> _Prompt_
Each entry must be copied exactly, without omission.

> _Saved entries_
--- START ---

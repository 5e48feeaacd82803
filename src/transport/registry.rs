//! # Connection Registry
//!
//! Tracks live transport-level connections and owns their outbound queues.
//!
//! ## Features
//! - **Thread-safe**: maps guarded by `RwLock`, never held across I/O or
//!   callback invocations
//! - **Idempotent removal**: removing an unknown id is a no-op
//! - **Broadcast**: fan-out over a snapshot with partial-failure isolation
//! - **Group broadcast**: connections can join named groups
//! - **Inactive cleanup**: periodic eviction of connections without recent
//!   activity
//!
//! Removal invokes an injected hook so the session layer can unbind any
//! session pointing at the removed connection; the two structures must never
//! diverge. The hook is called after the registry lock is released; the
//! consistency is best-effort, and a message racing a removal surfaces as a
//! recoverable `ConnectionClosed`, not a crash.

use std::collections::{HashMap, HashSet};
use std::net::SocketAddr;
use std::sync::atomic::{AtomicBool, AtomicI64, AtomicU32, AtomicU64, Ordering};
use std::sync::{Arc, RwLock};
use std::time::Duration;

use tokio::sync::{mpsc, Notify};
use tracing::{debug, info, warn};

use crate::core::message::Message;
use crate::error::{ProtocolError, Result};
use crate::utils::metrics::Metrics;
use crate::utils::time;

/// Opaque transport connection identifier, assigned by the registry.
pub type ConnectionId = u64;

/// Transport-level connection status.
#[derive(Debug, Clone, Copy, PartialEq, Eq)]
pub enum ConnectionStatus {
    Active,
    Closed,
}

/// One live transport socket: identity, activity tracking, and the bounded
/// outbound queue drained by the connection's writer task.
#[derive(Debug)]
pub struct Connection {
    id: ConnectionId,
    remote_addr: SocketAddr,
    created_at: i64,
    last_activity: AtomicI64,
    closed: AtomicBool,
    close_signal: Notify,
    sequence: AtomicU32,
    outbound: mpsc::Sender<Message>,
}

--- END ---

> _Output for this exercise_
repository 5e48feeaacd82803
filename src/transport/registry.rs
//! # Connection Registry
//!
//! Tracks live transport-level connections and owns their outbound queues.
//!
//! ## Features
//! - **Thread-safe**: maps guarded by `RwLock`, never held across I/O or
//!   callback invocations
//! - **Idempotent removal**: removing an unknown id is a no-op
//! - **Broadcast**: fan-out over a snapshot with partial-failure isolation
//! - **Group broadcast**: connections can join named groups
//! - **Inactive cleanup**: periodic eviction of connections without recent
//!   activity
//!
//! Removal invokes an injected hook so the session layer can unbind any
//! session pointing at the removed connection; the two structures must never
//! diverge. The hook is called after the registry lock is released; the
//! consistency is best-effort, and a message racing a removal surfaces as a
//! recoverable `ConnectionClosed`, not a crash.

use std::collections::{HashMap, HashSet};
use std::net::SocketAddr;
use std::sync::atomic::{AtomicBool, AtomicI64, AtomicU32, AtomicU64, Ordering};
use std::sync::{Arc, RwLock};
use std::time::Duration;

use tokio::sync::{mpsc, Notify};
use tracing::{debug, info, warn};

use crate::core::message::Message;
use crate::error::{ProtocolError, Result};
use crate::utils::metrics::Metrics;
use crate::utils::time;

/// Opaque transport connection identifier, assigned by the registry.
pub type ConnectionId = u64;

/// Transport-level connection status.
#[derive(Debug, Clone, Copy, PartialEq, Eq)]
pub enum ConnectionStatus {
    Active,
    Closed,
}

/// One live transport socket: identity, activity tracking, and the bounded
/// outbound queue drained by the connection's writer task.
#[derive(Debug)]
pub struct Connection {
    id: ConnectionId,
    remote_addr: SocketAddr,
    created_at: i64,
    last_activity: AtomicI64,
    closed: AtomicBool,
    close_signal: Notify,
    sequence: AtomicU32,
    outbound: mpsc::Sender<Message>,
}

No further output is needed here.